Jan 19, 2015 at 1:00 PM
Hi,

It depends. First, make sure you are building a 64-bit application. The default in .NET is almost always 32-bit because they tend to be smaller and run a little faster. But they also are limited to 2G of application memory. 64-bit apps have a much larger memory space and you should be able to easily load in a 3g file as long as you have the physical memory on the machine to back it up.

However.. .NET Bio is also limited in the size of the sequence when you turn it into a list. It's really a limitation of .NET itself - arrays are indexed by integer, so you can only have Int32.MaxValue items in the array. Since List<T> is backed by an array under the covers, the same limitation applies. It's why .NET Bio returns everything in IEnumerable<T>, there's no limitation then except for memory.

If you still can't get it to work, then what many algorithms do is break the data up - process it in pieces.
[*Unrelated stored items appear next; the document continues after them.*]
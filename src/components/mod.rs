pub mod suggestion_list;
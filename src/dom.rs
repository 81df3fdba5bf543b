//! Small web-sys helpers shared by the theme and suggestion bindings.

use tracing::warn;
use wasm_bindgen::prelude::*;
use wasm_bindgen::JsCast;

use crate::error::js_message;

/// First element matching `selector`, cast to `T`.
pub fn query<T: JsCast>(doc: &web_sys::Document, selector: &str) -> Option<T> {
    doc.query_selector(selector).ok().flatten()?.dyn_into::<T>().ok()
}

/// All elements matching `selector`.
pub fn query_all(doc: &web_sys::Document, selector: &str) -> Vec<web_sys::Element> {
    let Ok(nodes) = doc.query_selector_all(selector) else {
        warn!("Invalid selector {}", selector);
        return Vec::new();
    };
    (0..nodes.length())
        .filter_map(|i| nodes.item(i))
        .filter_map(|node| node.dyn_into::<web_sys::Element>().ok())
        .collect()
}

/// Attach a listener for the lifetime of the page.
pub fn listen<F>(target: &web_sys::EventTarget, event: &str, handler: F)
where
    F: FnMut(web_sys::Event) + 'static,
{
    let closure = Closure::<dyn FnMut(web_sys::Event)>::new(handler);
    if let Err(e) = target.add_event_listener_with_callback(event, closure.as_ref().unchecked_ref())
    {
        warn!("Failed to listen for {}: {}", event, js_message(&e));
    }
    closure.forget();
}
_sequences = parser.Take(50).ToList();
.. do processing ..
_sequences = parser.Skip(50).Take(50).ToList();
.. do processing ..
etc.

I hope that helps!

Mark
Jan 19, 2015 at 1:06 PM
Mark beat me to it, though I was only going to cover the list issue. He has the order right as well - check that you have a 64 bit app first.

All the best, and if it persists, please post again with the error message.

cheers
jh
Jan 20, 2015 at 12:52 AM
Edited Jan 20, 2015 at 12:53 AM
Ahah!
That was it, I just made it 64-bit and all is right with the world, thanks so much for your help.